September 1st, 2005 at 6:26 am
I remain unconvinced.
What will Vista give us that removes these limiting factors? Won’t any reliance on Vista-specific features be at least as bad as a reliance on Flash? Why aren’t we supporting something more open, say… SVG? Do we really need all the bells-and-whistles that Flash and company provide? Personally, I doubt it. Frankly, I’ve yet to need any of them for any of my web projects. Admittedly, that may change if I ever find myself needing to do media playback, but virtually every other application of Flash seems to me to either fall into the category of unnecessary, or overkill.
Full disclosure: I’m a Mac/FreeBSD user.
February 21st, 2006 at 10:59 pm
OpenLaszlo doesn’t currently support SVG, because SVG is dead. If it came back to life for some reason, and became as popular as Flash, DHTML or Vista, then it would be another story. But Adobe was holding it up as a competitor to Flash, and now that Adobe owns Macromedia, SVG is a lost cause. Don’t blame me — I love SVG! I wish it won, but it didn’t. The first nail in the coffin was when Mozilla 1.0 came out and broke Adobe’s SVG plug-in (because Mozilla changed their plug-in API without revving the GUID of the interface), so Mozilla hard crashes whenever you visit a web site with SVG. Don’t waste your time telling me about the Firefox partial implementation of SVG, because it’s nowhere near complete. Yes, I know about Batik, but it won’t run in the browser as an applet because the Rhino JavaScript interpreter conflicts with the browser security settings, so it’s out of the running too.
The whole point of OpenLaszlo is to insulate you from platform dependencies. The fact that it uses Flash today is as incidental as the fact that GCC supported the proprietary Vax instruction set in its early days — that was what was popular at the time. But a C compiler is meant to insulate you from the instruction set, not tie you to it, just as OpenLaszlo is meant to insulate you from Flash or whatever runtime it targets. Flash is just the ideal runtime today, because it’s already installed on 98% of all desktops (including Linux), and it works perfectly and identically across all platforms. Can SVG hold a candle to that?

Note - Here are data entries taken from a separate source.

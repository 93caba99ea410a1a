/// Tunables for the scheduling and accounting core.
///
/// The core itself performs no file or environment loading; the embedding
/// process constructs one of these and hands it to [`Marketplace`].
///
/// [`Marketplace`]: crate::market::Marketplace
#[derive(Debug, Clone)]
pub struct CoreConfig {
    /// How long after its last check-in a worker still counts as active.
    pub activity_window_secs: i64,
    /// Scale factor applied when reporting aggregate queued work
    /// (e.g. raw pixel-steps reported as megapixel-steps).
    pub thing_divisor: f64,
    /// When false, the anonymous account is treated as nonexistent by
    /// ledger resolution instead of getting anonymous-specific denials.
    pub allow_anonymous: bool,
}

impl Default for CoreConfig {
    fn default() -> Self {
        Self {
            activity_window_secs: 300,
            thing_divisor: 1.0,
            allow_anonymous: true,
        }
    }
}

impl CoreConfig {
    pub fn with_activity_window(mut self, secs: i64) -> Self {
        self.activity_window_secs = secs;
        self
    }

    pub fn with_thing_divisor(mut self, divisor: f64) -> Self {
        self.thing_divisor = divisor;
        self
    }

    pub fn with_allow_anonymous(mut self, allow: bool) -> Self {
        self.allow_anonymous = allow;
        self
    }

    /// The activity window as a chrono duration, for timestamp arithmetic.
    pub fn activity_window(&self) -> chrono::Duration {
        chrono::Duration::seconds(self.activity_window_secs)
    }
}
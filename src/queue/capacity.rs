//! Can anyone actually service this job?

use std::collections::HashSet;

use uuid::Uuid;

use crate::types::{JobView, WorkerView};

/// Scan `active_workers` for one that can generate for `job`, stopping at
/// the first match.
///
/// A restriction set narrows the scan to named candidates: workers that are
/// neither already assigned to the job nor in the set are skipped. Without
/// one, every active worker is a candidate.
pub fn has_valid_worker<F>(
    job: &JobView,
    active_workers: &[WorkerView],
    restrict_to: Option<&HashSet<Uuid>>,
    can_generate: F,
) -> bool
where
    F: Fn(&WorkerView, &JobView) -> (bool, Option<String>),
{
    for worker in active_workers {
        if let Some(allowed) = restrict_to {
            let already_assigned = job.assigned_workers.contains(&worker.id);
            if !already_assigned && !allowed.contains(&worker.id) {
                continue;
            }
        }
        let (ok, reason) = can_generate(worker, job);
        if ok {
            return true;
        }
        if let Some(reason) = reason {
            tracing::trace!(worker = %worker.name, job = %job.id, %reason, "Worker skipped");
        }
    }
    false
}
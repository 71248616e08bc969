//! Performance benchmarks for the graph transformers.
//!
//! Run with: `cargo bench --bench validation`
//!
//! ## Performance Targets
//!
//! | Operation | Target | Notes |
//! |-----------|--------|-------|
//! | Full validation | <10ms for 1000 words | Every layer checked |
//! | Offset generation | Linear in anchors | Chains with gaps |
//! | Merge | <50ms for 1000 words | Windowed edit paths |

use criterion::{black_box, criterion_group, criterion_main, BatchSize, BenchmarkId, Criterion, Throughput};

use ag_kernel::{
    Anchor, Annotation, Confidence, DefaultOffsetGenerator, Graph, GraphTransformer, Merger, OffsetGeneratorConfig,
    Schema, Validator, ValidatorConfig,
};

/// A transcript of `words` chained words in turns of twenty, every
/// `gap`-th anchor without an offset (0 for none).
fn make_transcript(id: &str, words: usize, gap: usize) -> Graph {
    let mut g = Graph::new(id, Schema::transcript());
    for i in 0..=words {
        let known = gap == 0 || i % gap != 0 || i % 20 == 0 || i == words;
        let anchor = if known {
            Anchor::new(format!("a{i}"), Some(i as f64 * 0.3), Some(Confidence::MANUAL))
        } else {
            Anchor::new(format!("a{i}"), None, None)
        };
        g.add_anchor(anchor).expect("anchor");
    }
    g.add_annotation(Annotation::new("p", "participant", "Speaker", "a0", format!("a{words}")))
        .expect("participant");
    for (t, first) in (0..words).step_by(20).enumerate() {
        let last = (first + 20).min(words);
        let turn = format!("t{t}");
        g.add_annotation(
            Annotation::new(turn.as_str(), "turn", "Speaker", format!("a{first}"), format!("a{last}")).with_parent("p"),
        )
        .expect("turn");
        g.add_annotation(
            Annotation::new(format!("u{t}"), "utterance", "", format!("a{first}"), format!("a{last}"))
                .with_parent(turn.as_str()),
        )
        .expect("utterance");
        for i in first..last {
            let word = Annotation::new(format!("w{i}"), "word", format!("word{}", i % 50), format!("a{i}"), format!("a{}", i + 1))
                .with_parent(turn.as_str());
            g.add_annotation(word).expect("word");
        }
    }
    g.commit();
    g
}

/// Benchmark full validation of an unchanged transcript.
fn bench_validation(c: &mut Criterion) {
    let mut group = c.benchmark_group("validation");

    for words in [100, 1000] {
        let graph = make_transcript("bench", words, 0);
        let config = ValidatorConfig::default().with_full_validation(true);

        group.throughput(Throughput::Elements(words as u64));
        group.bench_with_input(BenchmarkId::new("words", words), &graph, |b, graph| {
            b.iter_batched(
                || graph.clone(),
                |mut g| {
                    let mut validator = Validator::new(config.clone());
                    validator.transform(black_box(&mut g)).expect("validation");
                    g
                },
                BatchSize::SmallInput,
            )
        });
    }

    group.finish();
}

/// Benchmark interpolation over chains with missing offsets.
fn bench_offsets(c: &mut Criterion) {
    let mut group = c.benchmark_group("offsets");

    for gap in [2, 5] {
        let graph = make_transcript("bench", 1000, gap);

        group.throughput(Throughput::Elements(1000));
        group.bench_with_input(BenchmarkId::new("every_nth_missing", gap), &graph, |b, graph| {
            b.iter_batched(
                || graph.clone(),
                |mut g| {
                    let mut generator = DefaultOffsetGenerator::new(OffsetGeneratorConfig::default());
                    generator.transform(black_box(&mut g)).expect("offsets");
                    g
                },
                BatchSize::SmallInput,
            )
        });
    }

    group.finish();
}

/// Benchmark merging an edited copy with relabelled and moved words.
fn bench_merge(c: &mut Criterion) {
    let mut group = c.benchmark_group("merge");

    for words in [100, 1000] {
        let original = make_transcript("original", words, 0);
        let mut edited = make_transcript("edited", words, 0);
        for i in (0..words).step_by(7) {
            edited.set_label(&format!("w{i}").into(), "edited");
        }
        for i in (1..words).step_by(11) {
            if i % 20 != 0 {
                edited.set_offset(&format!("a{i}").into(), Some(i as f64 * 0.3 + 0.05));
            }
        }

        group.throughput(Throughput::Elements(words as u64));
        group.bench_with_input(BenchmarkId::new("words", words), &edited, |b, edited| {
            b.iter_batched(
                || original.clone(),
                |mut g| {
                    Merger::default().merge(black_box(&mut g), edited).expect("merge");
                    g
                },
                BatchSize::LargeInput,
            )
        });
    }

    group.finish();
}

criterion_group!(benches, bench_validation, bench_offsets, bench_merge);
criterion_main!(benches);
//! Layer hierarchy and the traversal utility every transform uses.

use serde::{Deserialize, Serialize};
use std::cmp::Ordering;
use std::collections::BTreeMap;

use super::layer::{Alignment, Layer};

/// Identifier of the root layer.
pub const ROOT_LAYER_ID: &str = "graph";

/// Direction of a layer traversal.
#[derive(Debug, Clone, Copy, PartialEq, Eq)]
pub enum LayerOrder {
    /// Parents before their children.
    TopDown,
    /// Children before their parents.
    BottomUp,
}

/// The tree of layers of a graph, plus the ids of well-known layers.
#[derive(Debug, Clone, PartialEq, Serialize, Deserialize)]
pub struct Schema {
    root: Layer,
    layers: BTreeMap<String, Layer>,
    /// Layer of speaker annotations.
    #[serde(default)]
    pub participant_layer_id: Option<String>,
    /// Layer of speaker turns.
    #[serde(default)]
    pub turn_layer_id: Option<String>,
    /// Layer of utterance (line) annotations.
    #[serde(default)]
    pub utterance_layer_id: Option<String>,
    /// Layer of word tokens.
    #[serde(default)]
    pub word_layer_id: Option<String>,
}

impl Default for Schema {
    fn default() -> Self {
        Self::new()
    }
}

impl Schema {
    /// Create a schema holding only the root layer.
    pub fn new() -> Self {
        Self {
            root: Layer::root(ROOT_LAYER_ID).with_alignment(Alignment::Interval),
            layers: BTreeMap::new(),
            participant_layer_id: None,
            turn_layer_id: None,
            utterance_layer_id: None,
            word_layer_id: None,
        }
    }

    /// The usual transcript hierarchy:
    ///
    /// ```text
    /// graph
    /// └── participant          (tags, peers overlap)
    ///     └── turn             (interval)
    ///         ├── utterance    (interval, saturated)
    ///         └── word         (interval)
    /// ```
    pub fn transcript() -> Self {
        let mut schema = Self::new();
        schema.add_layer(
            Layer::new("participant", ROOT_LAYER_ID)
                .with_peers_overlap(true)
                .with_description("Speakers"),
        );
        schema.add_layer(
            Layer::new("turn", "participant")
                .with_alignment(Alignment::Interval)
                .with_description("Speaker turns"),
        );
        schema.add_layer(
            Layer::new("utterance", "turn")
                .with_alignment(Alignment::Interval)
                .with_saturated(true)
                .with_description("Lines"),
        );
        schema.add_layer(
            Layer::new("word", "turn")
                .with_alignment(Alignment::Interval)
                .with_description("Word tokens"),
        );
        schema.participant_layer_id = Some("participant".to_string());
        schema.turn_layer_id = Some("turn".to_string());
        schema.utterance_layer_id = Some("utterance".to_string());
        schema.word_layer_id = Some("word".to_string());
        schema
    }

    /// Builder: add a layer.
    pub fn with_layer(mut self, layer: Layer) -> Self {
        self.add_layer(layer);
        self
    }

    /// Add a layer. A layer without a parent is attached to the root.
    /// Returns `false` if a layer with that id already exists.
    pub fn add_layer(&mut self, mut layer: Layer) -> bool {
        if layer.id == self.root.id || self.layers.contains_key(&layer.id) {
            return false;
        }
        if layer.parent_id.as_deref().map_or(true, str::is_empty) {
            layer.parent_id = Some(self.root.id.clone());
        }
        self.layers.insert(layer.id.clone(), layer);
        true
    }

    /// The root layer.
    pub fn root(&self) -> &Layer {
        &self.root
    }

    /// Id of the root layer.
    pub fn root_id(&self) -> &str {
        &self.root.id
    }

    /// Look up a layer, including the root.
    pub fn layer(&self, id: &str) -> Option<&Layer> {
        if id == self.root.id {
            Some(&self.root)
        } else {
            self.layers.get(id)
        }
    }

    /// All non-root layers, ordered by id.
    pub fn layers(&self) -> impl Iterator<Item = &Layer> {
        self.layers.values()
    }

    /// Whether the layer's parent is the root.
    pub fn is_top_level(&self, id: &str) -> bool {
        self.layers
            .get(id)
            .map_or(false, |layer| layer.parent() == self.root.id)
    }

    /// Parent of a layer (the root for top-level layers), `None` for the root.
    pub fn parent_of(&self, id: &str) -> Option<&Layer> {
        let layer = self.layers.get(id)?;
        self.layer(layer.parent())
    }

    /// Direct child layers, ordered by [`default_peer_order`].
    pub fn children_of(&self, id: &str) -> Vec<&Layer> {
        let mut children: Vec<&Layer> = self
            .layers
            .values()
            .filter(|layer| layer.parent() == id)
            .collect();
        children.sort_by(|a, b| default_peer_order(self, a, b));
        children
    }

    /// Whether `ancestor_id` lies on the path from `id` to the root.
    pub fn is_ancestor(&self, id: &str, ancestor_id: &str) -> bool {
        let mut current = self.layers.get(id).map(|layer| layer.parent().to_string());
        while let Some(parent) = current {
            if parent == ancestor_id {
                return true;
            }
            current = self.layers.get(&parent).map(|layer| layer.parent().to_string());
        }
        false
    }

    /// Ancestor layers of `id`, nearest first, excluding the root.
    pub fn ancestors(&self, id: &str) -> Vec<&Layer> {
        let mut ancestors = Vec::new();
        let mut current = self.layers.get(id);
        while let Some(layer) = current {
            current = self.layers.get(layer.parent());
            if let Some(parent) = current {
                ancestors.push(parent);
            }
        }
        ancestors
    }

    /// Aligned child layers of the word layer.
    pub fn word_child_layers(&self) -> Vec<&Layer> {
        match &self.word_layer_id {
            Some(word) => self
                .children_of(word)
                .into_iter()
                .filter(|layer| layer.is_aligned())
                .collect(),
            None => Vec::new(),
        }
    }

    /// Whether `id` names the word layer or one of its children.
    pub fn is_word_or_word_child(&self, id: &str) -> bool {
        match &self.word_layer_id {
            Some(word) => id == word || self.parent_of(id).map_or(false, |p| &p.id == word),
            None => false,
        }
    }

    /// All non-root layers in depth-first order using the default peer order.
    pub fn traverse(&self, order: LayerOrder) -> Vec<&Layer> {
        self.traverse_by(order, default_peer_order)
    }

    /// All non-root layers in depth-first order, siblings ordered by `cmp`.
    ///
    /// Top-down lists each layer before its descendants; bottom-up lists each
    /// layer after them.
    pub fn traverse_by<F>(&self, order: LayerOrder, cmp: F) -> Vec<&Layer>
    where
        F: Fn(&Schema, &Layer, &Layer) -> Ordering,
    {
        let mut result = Vec::with_capacity(self.layers.len());
        self.visit(self.root_id(), order, &cmp, &mut result);
        result
    }

    fn visit<'a, F>(&'a self, id: &str, order: LayerOrder, cmp: &F, out: &mut Vec<&'a Layer>)
    where
        F: Fn(&Schema, &Layer, &Layer) -> Ordering,
    {
        let mut children: Vec<&Layer> = self
            .layers
            .values()
            .filter(|layer| layer.parent() == id)
            .collect();
        children.sort_by(|a, b| cmp(self, a, b));
        for child in children {
            if order == LayerOrder::TopDown {
                out.push(child);
            }
            self.visit(&child.id, order, cmp, out);
            if order == LayerOrder::BottomUp {
                out.push(child);
            }
        }
    }
}

/// Default ordering of sibling layers.
///
/// Layers that don't include their children come first, then lower alignment,
/// non-peer layers, layers with fewer children, saturated layers, and
/// overlapping layers; ids break ties.
pub fn default_peer_order(schema: &Schema, a: &Layer, b: &Layer) -> Ordering {
    let child_count = |layer: &Layer| schema.layers().filter(|l| l.parent() == layer.id).count();
    a.parent_includes
        .cmp(&b.parent_includes)
        .then(a.alignment.cmp(&b.alignment))
        .then(a.peers.cmp(&b.peers))
        .then_with(|| child_count(a).cmp(&child_count(b)))
        .then(b.saturated.cmp(&a.saturated))
        .then(b.peers_overlap.cmp(&a.peers_overlap))
        .then_with(|| a.id.cmp(&b.id))
}
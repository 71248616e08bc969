//! Minimum edit paths between two sequences.
//!
//! A Levenshtein-style dynamic programme over arbitrary element types, with
//! the substitution cost supplied by an [`EditComparator`]. The merger uses
//! it to align annotation lists; [`levenshtein`] covers plain strings.
//!
//! On equal totals a deletion is preferred over an insertion, and an
//! insertion over a substitution. [`collapse_ties`] turns such ties back
//! into substitutions where that matters.

/// What a step in an edit path does.
#[derive(Debug, Clone, Copy, PartialEq, Eq, Hash)]
pub enum EditOperation {
    /// The elements correspond unchanged.
    None,
    /// The elements correspond, with a change.
    Change,
    /// The `to` element has no counterpart.
    Insert,
    /// The `from` element has no counterpart.
    Delete,
}

/// One step of an edit path, by index into the input sequences.
#[derive(Debug, Clone, Copy, PartialEq, Eq)]
pub struct EditStep {
    /// Operation.
    pub operation: EditOperation,
    /// Index into the `from` sequence (absent for inserts).
    pub from: Option<usize>,
    /// Index into the `to` sequence (absent for deletes).
    pub to: Option<usize>,
    /// Cost of this step alone.
    pub distance: u32,
}

impl EditStep {
    /// Whether the step pairs two elements.
    pub fn is_pairing(&self) -> bool {
        self.from.is_some() && self.to.is_some()
    }
}

/// Costs of edit operations.
pub trait EditComparator<A, B> {
    /// Cost of pairing `from` with `to`, and whether the pairing counts as a
    /// change.
    fn compare(&mut self, from: &A, to: &B) -> (u32, EditOperation);

    /// Cost of dropping `from`.
    fn delete(&mut self, _from: &A) -> u32 {
        1
    }

    /// Cost of adding `to`.
    fn insert(&mut self, _to: &B) -> u32 {
        1
    }
}

/// Fixed costs over equatable elements.
#[derive(Debug, Clone, Copy, PartialEq, Eq)]
pub struct UniformCosts {
    /// Insertion cost.
    pub insert: u32,
    /// Deletion cost.
    pub delete: u32,
    /// Substitution cost.
    pub change: u32,
}

impl Default for UniformCosts {
    fn default() -> Self {
        Self {
            insert: 1,
            delete: 1,
            change: 1,
        }
    }
}

impl<T: PartialEq> EditComparator<T, T> for UniformCosts {
    fn compare(&mut self, from: &T, to: &T) -> (u32, EditOperation) {
        if from == to {
            (0, EditOperation::None)
        } else {
            (self.change, EditOperation::Change)
        }
    }

    fn delete(&mut self, _from: &T) -> u32 {
        self.delete
    }

    fn insert(&mut self, _to: &T) -> u32 {
        self.insert
    }
}

#[derive(Clone, Copy)]
enum Back {
    Start,
    Diagonal,
    Left,
    Up,
}

#[derive(Clone, Copy)]
struct Cell {
    total: u64,
    step: u32,
    operation: EditOperation,
    back: Back,
}

/// Cheapest sequence of steps turning `from` into `to`.
pub fn minimum_edit_path<A, B, C>(from: &[A], to: &[B], comparator: &mut C) -> Vec<EditStep>
where
    C: EditComparator<A, B> + ?Sized,
{
    let width = to.len() + 1;
    let start = Cell {
        total: 0,
        step: 0,
        operation: EditOperation::None,
        back: Back::Start,
    };
    let mut cells = vec![start; (from.len() + 1) * width];
    for (j, t) in to.iter().enumerate() {
        let step = comparator.insert(t);
        cells[j + 1] = Cell {
            total: cells[j].total + u64::from(step),
            step,
            operation: EditOperation::Insert,
            back: Back::Up,
        };
    }
    for (i, f) in from.iter().enumerate() {
        let row = (i + 1) * width;
        let above = i * width;
        let step = comparator.delete(f);
        cells[row] = Cell {
            total: cells[above].total + u64::from(step),
            step,
            operation: EditOperation::Delete,
            back: Back::Left,
        };
        for (j, t) in to.iter().enumerate() {
            let (change, operation) = comparator.compare(f, t);
            let mut winner = Cell {
                total: cells[above + j].total + u64::from(change),
                step: change,
                operation,
                back: Back::Diagonal,
            };
            let insert = comparator.insert(t);
            let insert_total = cells[row + j].total + u64::from(insert);
            if winner.total >= insert_total {
                winner = Cell {
                    total: insert_total,
                    step: insert,
                    operation: EditOperation::Insert,
                    back: Back::Up,
                };
            }
            let delete = comparator.delete(f);
            let delete_total = cells[above + j + 1].total + u64::from(delete);
            if winner.total >= delete_total {
                winner = Cell {
                    total: delete_total,
                    step: delete,
                    operation: EditOperation::Delete,
                    back: Back::Left,
                };
            }
            cells[row + j + 1] = winner;
        }
    }

    let mut path = Vec::with_capacity(from.len().max(to.len()));
    let (mut i, mut j) = (from.len(), to.len());
    loop {
        let cell = cells[i * width + j];
        match cell.back {
            Back::Start => break,
            Back::Diagonal => {
                path.push(EditStep {
                    operation: cell.operation,
                    from: Some(i - 1),
                    to: Some(j - 1),
                    distance: cell.step,
                });
                i -= 1;
                j -= 1;
            }
            Back::Left => {
                path.push(EditStep {
                    operation: EditOperation::Delete,
                    from: Some(i - 1),
                    to: None,
                    distance: cell.step,
                });
                i -= 1;
            }
            Back::Up => {
                path.push(EditStep {
                    operation: EditOperation::Insert,
                    from: None,
                    to: Some(j - 1),
                    distance: cell.step,
                });
                j -= 1;
            }
        }
    }
    path.reverse();
    path
}

/// Total cost of a path.
pub fn path_distance(path: &[EditStep]) -> u64 {
    path.iter().map(|s| u64::from(s.distance)).sum()
}

/// Merge adjacent delete/insert pairs into changes when pairing the two
/// elements costs no more than three times dropping and adding them.
///
/// Used where elements should resist being deleted and recreated.
pub fn collapse<A, B, C>(path: Vec<EditStep>, from: &[A], to: &[B], comparator: &mut C) -> Vec<EditStep>
where
    C: EditComparator<A, B> + ?Sized,
{
    collapse_within(path, from, to, comparator, 3)
}

/// Merge adjacent delete/insert pairs into changes when pairing the two
/// elements costs no more than dropping and adding them.
///
/// The path's total is unchanged; only ties are resolved in favour of the
/// pairing.
pub fn collapse_ties<A, B, C>(path: Vec<EditStep>, from: &[A], to: &[B], comparator: &mut C) -> Vec<EditStep>
where
    C: EditComparator<A, B> + ?Sized,
{
    collapse_within(path, from, to, comparator, 1)
}

fn collapse_within<A, B, C>(path: Vec<EditStep>, from: &[A], to: &[B], comparator: &mut C, factor: u32) -> Vec<EditStep>
where
    C: EditComparator<A, B> + ?Sized,
{
    let mut collapsed: Vec<EditStep> = Vec::with_capacity(path.len());
    for step in path {
        let merged = match collapsed.last() {
            Some(last) => {
                let pair = match (last.operation, step.operation) {
                    (EditOperation::Delete, EditOperation::Insert) => last.from.zip(step.to),
                    (EditOperation::Insert, EditOperation::Delete) => step.from.zip(last.to),
                    _ => None,
                };
                pair.and_then(|(f, t)| {
                    let (change, operation) = comparator.compare(&from[f], &to[t]);
                    let separate = last.distance + step.distance;
                    (change <= factor.saturating_mul(separate)).then_some(EditStep {
                        operation: if operation == EditOperation::None {
                            EditOperation::Change
                        } else {
                            operation
                        },
                        from: Some(f),
                        to: Some(t),
                        distance: if factor == 1 { change } else { separate },
                    })
                })
            }
            None => None,
        };
        match merged {
            Some(change) => {
                collapsed.pop();
                collapsed.push(change);
            }
            None => collapsed.push(step),
        }
    }
    collapsed
}

/// Levenshtein distance between two strings, by character, with the given
/// costs.
pub fn levenshtein_with(a: &str, b: &str, costs: UniformCosts) -> u64 {
    let a: Vec<char> = a.chars().collect();
    let b: Vec<char> = b.chars().collect();
    let mut costs = costs;
    path_distance(&minimum_edit_path(&a, &b, &mut costs))
}

/// Levenshtein distance with unit costs.
pub fn levenshtein(a: &str, b: &str) -> u64 {
    levenshtein_with(a, b, UniformCosts::default())
}

#[cfg(test)]
mod tests {
    use super::*;

    #[test]
    fn test_levenshtein() {
        assert_eq!(levenshtein("kitten", "sitting"), 3);
        assert_eq!(levenshtein("", "abc"), 3);
        assert_eq!(levenshtein("same", "same"), 0);
    }

    #[test]
    fn test_expensive_substitution() {
        let costs = UniformCosts {
            insert: 1,
            delete: 1,
            change: 2,
        };
        assert_eq!(levenshtein_with("a", "b", costs), 2);
        assert_eq!(levenshtein_with("ab", "ba", costs), 2);
    }

    #[test]
    fn test_path_indices() {
        let from = ['a', 'b', 'c'];
        let to = ['a', 'c', 'd'];
        let path = minimum_edit_path(&from, &to, &mut UniformCosts::default());
        let pairs: Vec<(Option<usize>, Option<usize>)> = path.iter().map(|s| (s.from, s.to)).collect();
        assert_eq!(pairs, vec![(Some(0), Some(0)), (Some(1), None), (Some(2), Some(1)), (None, Some(2))]);
        assert_eq!(path_distance(&path), 2);
    }

    #[test]
    fn test_empty_inputs() {
        let none: [char; 0] = [];
        assert!(minimum_edit_path(&none, &none, &mut UniformCosts::default()).is_empty());
        let path = minimum_edit_path(&['x'], &none, &mut UniformCosts::default());
        assert_eq!(path[0].operation, EditOperation::Delete);
    }

    #[test]
    fn test_collapse_pairs_delete_insert() {
        let mut costs = UniformCosts {
            insert: 1,
            delete: 1,
            change: 5,
        };
        let from = ['a'];
        let to = ['b'];
        let path = minimum_edit_path(&from, &to, &mut costs);
        assert_eq!(path.len(), 2);
        let collapsed = collapse(path, &from, &to, &mut costs);
        assert_eq!(collapsed.len(), 1);
        assert_eq!(collapsed[0].operation, EditOperation::Change);
        assert_eq!((collapsed[0].from, collapsed[0].to), (Some(0), Some(0)));
    }

    #[test]
    fn test_collapse_ties_keeps_equal_cost_pairings() {
        let mut costs = UniformCosts {
            insert: 1,
            delete: 1,
            change: 2,
        };
        let from = ['x', 'a'];
        let to = ['y', 'a'];
        let path = minimum_edit_path(&from, &to, &mut costs);
        assert_eq!(path.len(), 3);
        let collapsed = collapse_ties(path, &from, &to, &mut costs);
        let pairs: Vec<(Option<usize>, Option<usize>)> = collapsed.iter().map(|s| (s.from, s.to)).collect();
        assert_eq!(pairs, vec![(Some(0), Some(0)), (Some(1), Some(1))]);
        assert_eq!(collapsed[0].operation, EditOperation::Change);
        assert_eq!(path_distance(&collapsed), 2);

        // a dearer substitution stays a delete and an insert
        costs.change = 3;
        let path = minimum_edit_path(&from, &to, &mut costs);
        assert_eq!(collapse_ties(path, &from, &to, &mut costs).len(), 3);
    }
}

The next important runtime that OpenLaszlo is targetting is DHTML, not SVG. There are many more DHTML based browsers than SVG, and DHTML is never going away, just getting better.
-Don
August 1st, 2006 at 4:54 pm
SVG’s not dead yet!
Now that we’re deep in the DHTML kernel, it’s so easy to write a new runtime target, that I did an SVG kernel in a weekend!
http://weblog.openlaszlo.org/archives/2006/07/notes-on-writing-a-new-openlaszlo-kernel-svg/
Well, OK, it’s only partly implemented, but jesus, you don’t need a lot more to make a fully functional kernel.
Basically the runtime has to implement the new LzSprite class, which has to be able to display basic graphics, text, and handle mouse clicks and user input fields. I’ve got all that except for the input text, which won’t work in SVG 1.1 very easily.
Then to round out the kernel, you need image loading, xml data loading, and that’s about all.
I have always loved SVG since I first saw it, and I will not write it off yet, not now, not ever!